Santa Fe artist Sam Scott’s new body of work on view at Pie Projects, Mind/Mirror, is an invitation to peel back visual layers and a journey into the very essence of abstraction.
Sam Scott: New and Timeless Paintings
March 12–April 16, 2022
Pie Projects, Santa Fe
In 1969, Sam Scott left behind the gray, man-made canyons of New York for the inspiring high desert of Santa Fe where he began a new quest into the creative unknown. His response to the land spurred a highly personal style of fleeting impressions—what Willem de Kooning called “slipping glimpses.’’
Whether Sam Scott’s paintings are about the seasons, the desert storm, or the human spirit, his palette and compositions bring the viewer face to face with the artist’s interior spaces. At heart, Scott is a nature painter and colorist, but his unique style can be best described as lyrical abstraction. “Quite possibly, he is New Mexico’s greatest practicing landscape artist, even though scenic vistas rarely occur as such in his paintings. Instead, he plunges into the depths of nature’s dynamism, attuning himself to its irrepressible formative energies, its internal violence and fertility, its tenderness, and its voluptuous beauty” wrote art historian, critic, and editor William Peterson.
Scott’s teachers Grace Hartigan, Clyfford Still, and Philip Guston deeply influence his work, while great European masters such as Velazquez inspire his every brush stroke.
Sam Scott’s new body of work, Mind/Mirror, is incredibly powerful. Each painting has a presence that is difficult to describe and is an invitation to peel back visual layers, a journey into the very essence of abstraction. The work is lyrical, deliberately geometric at times, with dynamic defined lines and realms of color. There is structure in the brush strokes that are physical, passionate, and at times rough-hewn. Then, there is stillness within the compositions with mysterious volumes that are radiant and hold trapped light, defining an ineffable presence where opposites embrace. Scott says, “I wanted to create a luminous doorway in a rich field of energized, sumptuous, almost operatic color. A great painting must tremble. If you sit with it, it starts to acquire its own life. I want my paintings to become beautiful slowly, and then stay beautiful.”

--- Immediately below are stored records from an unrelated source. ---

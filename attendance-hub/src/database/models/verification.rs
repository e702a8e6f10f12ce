//! Verification request database model.

use serde::{Deserialize, Serialize};
use sqlx::FromRow;

use crate::database::time::{datetime_to_ms, ms_to_datetime};
use crate::domain::{StudentAttendanceData, VerificationRequest, VerificationStatus};
use crate::{Error, Result};

#[derive(Debug, Clone, FromRow, Serialize, Deserialize)]
pub struct VerificationRequestDbModel {
    pub id: String,
    pub attendance_record_id: String,
    pub submitted_by: String,
    /// Status: pending, approved, rejected, disputed
    pub status: String,
    pub submitted_at: i64,
    pub reviewed_at: Option<i64>,
    pub reviewed_by: Option<String>,
    pub escalated_at: Option<i64>,
    pub verification_notes: Option<String>,
    pub review_notes: Option<String>,
    /// JSON array of evidence URLs, in submission order
    pub evidence_urls: String,
    /// JSON blob of the class representative's head count
    pub student_attendance_data: Option<String>,
}

impl TryFrom<&VerificationRequest> for VerificationRequestDbModel {
    type Error = Error;

    fn try_from(request: &VerificationRequest) -> Result<Self> {
        let student_attendance_data = request
            .student_attendance_data
            .as_ref()
            .map(serde_json::to_string)
            .transpose()?;
        Ok(Self {
            id: request.id.clone(),
            attendance_record_id: request.attendance_record_id.clone(),
            submitted_by: request.submitted_by.clone(),
            status: request.status.as_str().to_string(),
            submitted_at: datetime_to_ms(request.submitted_at),
            reviewed_at: request.reviewed_at.map(datetime_to_ms),
            reviewed_by: request.reviewed_by.clone(),
            escalated_at: request.escalated_at.map(datetime_to_ms),
            verification_notes: request.verification_notes.clone(),
            review_notes: request.review_notes.clone(),
            evidence_urls: serde_json::to_string(&request.evidence_urls)?,
            student_attendance_data,
        })
    }
}

impl TryFrom<VerificationRequestDbModel> for VerificationRequest {
    type Error = Error;

    fn try_from(row: VerificationRequestDbModel) -> Result<Self> {
        let status = VerificationStatus::parse(&row.status).ok_or_else(|| {
            Error::Database(format!("unknown verification status '{}'", row.status))
        })?;
        let student_attendance_data: Option<StudentAttendanceData> = row
            .student_attendance_data
            .as_deref()
            .map(serde_json::from_str)
            .transpose()?;
        Ok(Self {
            id: row.id,
            attendance_record_id: row.attendance_record_id,
            submitted_by: row.submitted_by,
            status,
            submitted_at: ms_to_datetime(row.submitted_at),
            reviewed_at: row.reviewed_at.map(ms_to_datetime),
            reviewed_by: row.reviewed_by,
            escalated_at: row.escalated_at.map(ms_to_datetime),
            verification_notes: row.verification_notes,
            review_notes: row.review_notes,
            evidence_urls: serde_json::from_str(&row.evidence_urls)?,
            student_attendance_data,
        })
    }
}
//! Notification routing against a real SQLite database.

mod common;

use std::time::{Duration, Instant};

use chrono::{TimeZone, Utc};

use attendance_hub::Error;
use attendance_hub::database::models::InAppNotificationDbModel;
use attendance_hub::database::time::datetime_to_ms;
use attendance_hub::notification::{
    ChannelSetting, ChannelType, DeliveryRoute, NotificationCategory, NotificationEvent,
    NotificationPayload, NotificationPreferences, NotificationPriority, QuietHours,
};
use common::*;

fn message_event(category: NotificationCategory, priority: NotificationPriority) -> NotificationEvent {
    NotificationEvent::new(
        category,
        priority,
        NotificationPayload::Message {
            title: "Timetable change".to_string(),
            message: "CSC301 moves to LT-3 from next week.".to_string(),
        },
    )
}

fn late_evening() -> chrono::DateTime<Utc> {
    Utc.with_ymd_and_hms(2026, 3, 10, 23, 0, 0).unwrap()
}

fn midday() -> chrono::DateTime<Utc> {
    Utc.with_ymd_and_hms(2026, 3, 10, 12, 0, 0).unwrap()
}

async fn enable_quiet_hours(env: &TestEnv, user_id: &str) {
    let preferences = NotificationPreferences {
        quiet_hours: Some(QuietHours::new("22:00", "07:00", "UTC")),
        ..NotificationPreferences::default()
    };
    env.preferences.update(user_id, &preferences).await.unwrap();
}

#[tokio::test]
async fn test_urgent_bypasses_quiet_hours() {
    let env = TestEnv::new().await;
    enable_quiet_hours(&env, COORDINATOR_A).await;

    let urgent = message_event(NotificationCategory::Escalation, NotificationPriority::Urgent)
        .to(COORDINATOR_A);
    let outcome = env.router.route_at(&urgent, late_evening()).await;
    assert_eq!(
        outcome.for_user(COORDINATOR_A).unwrap().delivered_channels(),
        vec![ChannelType::InApp, ChannelType::Email, ChannelType::Sms]
    );

    let high = message_event(NotificationCategory::Escalation, NotificationPriority::High)
        .to(COORDINATOR_A);
    let outcome = env.router.route_at(&high, late_evening()).await;
    assert_eq!(
        outcome.for_user(COORDINATOR_A).unwrap().delivered_channels(),
        vec![ChannelType::InApp]
    );

    // Outside the window the full category list applies again.
    let outcome = env.router.route_at(&high, midday()).await;
    assert_eq!(
        outcome.for_user(COORDINATOR_A).unwrap().delivered_channels(),
        vec![ChannelType::InApp, ChannelType::Email, ChannelType::Sms]
    );
}

#[tokio::test]
async fn test_quiet_hours_follow_user_timezone() {
    let env = TestEnv::new().await;
    // 21:30 UTC is 22:30 in Lagos.
    let preferences = NotificationPreferences {
        quiet_hours: Some(QuietHours::new("22:00", "07:00", "Africa/Lagos")),
        ..NotificationPreferences::default()
    };
    env.preferences.update(LECTURER, &preferences).await.unwrap();

    let event = message_event(NotificationCategory::Attendance, NotificationPriority::Normal)
        .to(LECTURER);
    let at = Utc.with_ymd_and_hms(2026, 3, 10, 21, 30, 0).unwrap();
    let outcome = env.router.route_at(&event, at).await;
    assert_eq!(
        outcome.for_user(LECTURER).unwrap().delivered_channels(),
        vec![ChannelType::InApp]
    );
}

#[tokio::test]
async fn test_priority_threshold_gates_sms() {
    let env = TestEnv::new().await;

    let normal = message_event(NotificationCategory::Verification, NotificationPriority::Normal)
        .to(CLASS_REP);
    let outcome = env.router.route_at(&normal, midday()).await;
    assert_eq!(
        outcome.for_user(CLASS_REP).unwrap().delivered_channels(),
        vec![ChannelType::InApp, ChannelType::Email]
    );
    assert!(env.sms.sent().is_empty());

    let high = message_event(NotificationCategory::Verification, NotificationPriority::High)
        .to(CLASS_REP);
    let outcome = env.router.route_at(&high, midday()).await;
    assert_eq!(
        outcome.for_user(CLASS_REP).unwrap().delivered_channels(),
        vec![ChannelType::InApp, ChannelType::Email, ChannelType::Sms]
    );
    assert_eq!(env.sms.sent_to(CLASS_REP).len(), 1);
}

#[tokio::test]
async fn test_in_app_is_always_attempted() {
    let env = TestEnv::new().await;
    let event = message_event(NotificationCategory::System, NotificationPriority::Low)
        .to(STUDENT)
        .via([ChannelType::Email]);

    let outcome = env.router.route(&event).await;
    let student = outcome.for_user(STUDENT).unwrap();
    assert_eq!(
        student.delivered_channels(),
        vec![ChannelType::InApp, ChannelType::Email]
    );

    let inbox = env.inbox.list_for_user(STUDENT, false, None).await.unwrap();
    assert_eq!(inbox.len(), 1);
    assert_eq!(inbox[0].title, "Timetable change");
    assert_eq!(inbox[0].category, Some(NotificationCategory::System));
    assert_eq!(
        student.delivery(ChannelType::InApp).unwrap().message_id.as_deref(),
        Some(inbox[0].id.as_str())
    );
}

#[tokio::test]
async fn test_inbox_read_tracking() {
    let env = TestEnv::new().await;
    let event = message_event(NotificationCategory::System, NotificationPriority::Normal)
        .to(STUDENT);
    env.router.route(&event).await;

    assert_eq!(env.inbox.unread_count(STUDENT).await.unwrap(), 1);
    let id = env.inbox.list_for_user(STUDENT, true, None).await.unwrap()[0]
        .id
        .clone();

    assert!(!env.inbox.mark_read(&id, LECTURER).await.unwrap());
    assert!(env.inbox.mark_read(&id, STUDENT).await.unwrap());
    assert!(!env.inbox.mark_read(&id, STUDENT).await.unwrap());

    assert_eq!(env.inbox.unread_count(STUDENT).await.unwrap(), 0);
    assert!(env.inbox.list_for_user(STUDENT, true, None).await.unwrap().is_empty());
    let all = env.inbox.list_for_user(STUDENT, false, None).await.unwrap();
    assert!(all[0].is_read);
    assert!(all[0].read_at.is_some());
}

fn deferred_marker(
    id: &str,
    data: String,
    scheduled_for: chrono::DateTime<Utc>,
) -> InAppNotificationDbModel {
    InAppNotificationDbModel {
        id: id.to_string(),
        user_id: LECTURER.to_string(),
        event_id: format!("event-{}", id),
        category: "reminder".to_string(),
        priority: "normal".to_string(),
        title: String::new(),
        message: String::new(),
        data,
        action_url: None,
        is_read: false,
        scheduled_for: Some(datetime_to_ms(scheduled_for)),
        dispatched_at: None,
        created_at: datetime_to_ms(scheduled_for),
        read_at: None,
    }
}

#[tokio::test]
async fn test_unreadable_deferred_markers_do_not_block_the_queue() {
    let env = TestEnv::new().await;
    let now = midday();
    let limit = 3;

    for i in 0..limit {
        let marker = deferred_marker(
            &format!("broken-{}", i),
            "{not json".to_string(),
            now - chrono::Duration::hours(2) + chrono::Duration::minutes(i),
        );
        env.in_app.create_notification(&marker).await.unwrap();
    }

    let event = message_event(NotificationCategory::Reminder, NotificationPriority::Normal)
        .to(LECTURER)
        .scheduled_for(now - chrono::Duration::hours(1));
    let valid = deferred_marker(
        "valid",
        serde_json::to_string(&event).unwrap(),
        now - chrono::Duration::hours(1),
    );
    env.in_app.create_notification(&valid).await.unwrap();

    let due = env.inbox.list_due_scheduled(now, limit).await.unwrap();
    assert_eq!(due.len(), 1);
    assert_eq!(due[0].notification_id, "valid");
    assert_eq!(due[0].event.id, event.id);

    // Broken markers were claimed and stay out of later polls.
    assert!(env.inbox.mark_dispatched(&due[0].notification_id).await.unwrap());
    for _ in 0..3 {
        assert!(env.inbox.list_due_scheduled(now, limit).await.unwrap().is_empty());
    }
    assert!(!env.inbox.mark_dispatched("broken-0").await.unwrap());
}

#[tokio::test]
async fn test_scheduled_event_is_deferred() {
    let env = TestEnv::new().await;
    let now = midday();
    let starts_at = now + chrono::Duration::hours(2);
    let event = NotificationEvent::attendance_reminder(
        LECTURER,
        "CSC301",
        "Data Structures",
        starts_at,
        Some("LT-2".to_string()),
    )
    .scheduled_for(now + chrono::Duration::hours(1));

    let outcome = env.router.route_at(&event, now).await;
    assert!(outcome.success);
    let lecturer = outcome.for_user(LECTURER).unwrap();
    assert_eq!(lecturer.deliveries.len(), 1);
    assert_eq!(lecturer.deliveries[0].route, DeliveryRoute::Scheduled);
    assert!(lecturer.deliveries[0].success);

    assert!(env.email.sent().is_empty());
    assert!(env.inbox.list_for_user(LECTURER, false, None).await.unwrap().is_empty());
    assert_eq!(env.inbox.unread_count(LECTURER).await.unwrap(), 0);

    let not_yet = env.inbox.list_due_scheduled(now, 10).await.unwrap();
    assert!(not_yet.is_empty());

    let due = env
        .inbox
        .list_due_scheduled(now + chrono::Duration::minutes(90), 10)
        .await
        .unwrap();
    assert_eq!(due.len(), 1);
    assert_eq!(due[0].event.id, event.id);
    assert_eq!(due[0].event.recipients, vec![LECTURER.to_string()]);
    assert_eq!(due[0].event.payload, event.payload);

    assert!(env.inbox.mark_dispatched(&due[0].notification_id).await.unwrap());
    assert!(
        env.inbox
            .list_due_scheduled(now + chrono::Duration::minutes(90), 10)
            .await
            .unwrap()
            .is_empty()
    );

    // Re-routing once due delivers normally.
    let outcome = env
        .router
        .route_at(&due[0].event, now + chrono::Duration::minutes(90))
        .await;
    assert_eq!(
        outcome.for_user(LECTURER).unwrap().delivered_channels(),
        vec![ChannelType::InApp, ChannelType::Email]
    );
    assert_eq!(env.email.sent_to(LECTURER)[0].template.as_deref(), Some("attendance-reminder"));
}

#[tokio::test]
async fn test_channel_failure_is_isolated() {
    let env = TestEnv::with_options(TestOptions {
        sms: SendBehavior::Fail,
        ..TestOptions::default()
    })
    .await;
    let event = message_event(NotificationCategory::Escalation, NotificationPriority::High)
        .to_all([COORDINATOR_A, COORDINATOR_B]);

    let outcome = env.router.route(&event).await;
    assert!(outcome.success);
    for user in &outcome.users {
        assert!(user.success);
        assert_eq!(
            user.delivered_channels(),
            vec![ChannelType::InApp, ChannelType::Email]
        );
        let sms = user.delivery(ChannelType::Sms).unwrap();
        assert!(!sms.success);
        assert!(sms.error.is_some());
    }
    assert_eq!(env.email.sent().len(), 2);
}

#[tokio::test]
async fn test_slow_channel_times_out() {
    let env = TestEnv::with_options(TestOptions {
        email: SendBehavior::Delay(Duration::from_secs(5)),
        channel_timeout_ms: 100,
        ..TestOptions::default()
    })
    .await;
    let event = message_event(NotificationCategory::Attendance, NotificationPriority::Normal)
        .to(LECTURER);

    let started = Instant::now();
    let outcome = env.router.route(&event).await;
    assert!(started.elapsed() < Duration::from_secs(4));

    let lecturer = outcome.for_user(LECTURER).unwrap();
    assert!(lecturer.success);
    let email = lecturer.delivery(ChannelType::Email).unwrap();
    assert!(!email.success);
    assert!(email.error.as_deref().unwrap().contains("Timed out"));
}

#[tokio::test]
async fn test_unregistered_channel_reports_failure() {
    let env = TestEnv::new().await;
    let event = message_event(NotificationCategory::System, NotificationPriority::Normal)
        .to(STUDENT)
        .via([ChannelType::Push]);

    let outcome = env.router.route(&event).await;
    let student = outcome.for_user(STUDENT).unwrap();
    assert!(student.success);
    let push = student.delivery(ChannelType::Push).unwrap();
    assert!(!push.success);
    assert!(push.error.as_deref().unwrap().contains("no sender"));
}

#[tokio::test]
async fn test_unknown_recipient_still_gets_in_app() {
    let env = TestEnv::new().await;
    let event = message_event(NotificationCategory::System, NotificationPriority::Normal)
        .to("not-in-directory");

    let outcome = env.router.route(&event).await;
    let user = outcome.for_user("not-in-directory").unwrap();
    assert_eq!(user.delivered_channels(), vec![ChannelType::InApp]);
}

#[tokio::test]
async fn test_preferences_lifecycle() {
    let env = TestEnv::new().await;

    let defaults = env.preferences.get_or_create(LECTURER).await.unwrap();
    assert_eq!(defaults, NotificationPreferences::default());

    let invalid = NotificationPreferences {
        quiet_hours: Some(QuietHours::new("25:00", "07:00", "UTC")),
        ..NotificationPreferences::default()
    };
    let result = env.preferences.update(LECTURER, &invalid).await;
    assert!(matches!(result, Err(Error::Validation(_))));

    let mut no_email = NotificationPreferences::default();
    no_email.channels.insert(
        ChannelType::Email,
        ChannelSetting {
            enabled: false,
            priority: NotificationPriority::Low,
        },
    );
    env.preferences.update(LECTURER, &no_email).await.unwrap();
    assert_eq!(env.preferences.get_or_create(LECTURER).await.unwrap(), no_email);

    let event = message_event(NotificationCategory::Attendance, NotificationPriority::Normal)
        .to(LECTURER);
    let outcome = env.router.route_at(&event, midday()).await;
    assert_eq!(
        outcome.for_user(LECTURER).unwrap().delivered_channels(),
        vec![ChannelType::InApp]
    );

    env.preferences.reset(LECTURER).await.unwrap();
    assert_eq!(
        env.preferences.get_or_create(LECTURER).await.unwrap(),
        NotificationPreferences::default()
    );
}

#[tokio::test]
async fn test_event_without_recipients_fails() {
    let env = TestEnv::new().await;
    let event = message_event(NotificationCategory::System, NotificationPriority::Normal);
    let outcome = env.router.route(&event).await;
    assert!(!outcome.success);
    assert!(outcome.users.is_empty());
}
use attendance_hub::config::AppConfig;
use attendance_hub::database;
use attendance_hub::logging::{self, LOG_RETENTION_DAYS};
use attendance_hub::services::ServiceContainer;

#[tokio::main]
async fn main() -> anyhow::Result<()> {
    // Load environment variables
    dotenvy::dotenv().ok();

    let config = AppConfig::from_env()?;

    // Keep the guard alive so buffered file logs are flushed on exit
    let (logging, _guard) = logging::init_logging(&config.log_dir)?;
    if let Err(e) = logging::cleanup_old_logs(logging.log_dir(), LOG_RETENTION_DAYS).await {
        tracing::warn!(error = %e, "Failed to cleanup old logs");
    }

    let pool = database::init_pool(&config.database_url).await?;
    database::run_migrations(&pool).await?;

    let container = ServiceContainer::new(&config, pool);

    tracing::info!(
        filter = logging.filter(),
        channels = ?container.router.registered_channels(),
        "attendance-hub initialized successfully"
    );

    container.pool.close().await;
    Ok(())
}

In his fifty-five-year career, Sam Scott has exhibited extensively nationally and internationally and was among the first artists to represent New Mexico at the Whitney Museum Biennial of Contemporary Art in New York. He has been recognized for his work by the French government with awards and exhibitions. He is one of five artists in various media who have been chosen to represent the Capitol Art Collection as a State Treasure of New Mexico.
His latest show, Sam Scott: New and Timeless Paintings, highlights his mastery as a painter and the emotive, lyrical range of his work. It is on view through April 16 at Pie Projects gallery, 924B Shoofly St, Santa Fe.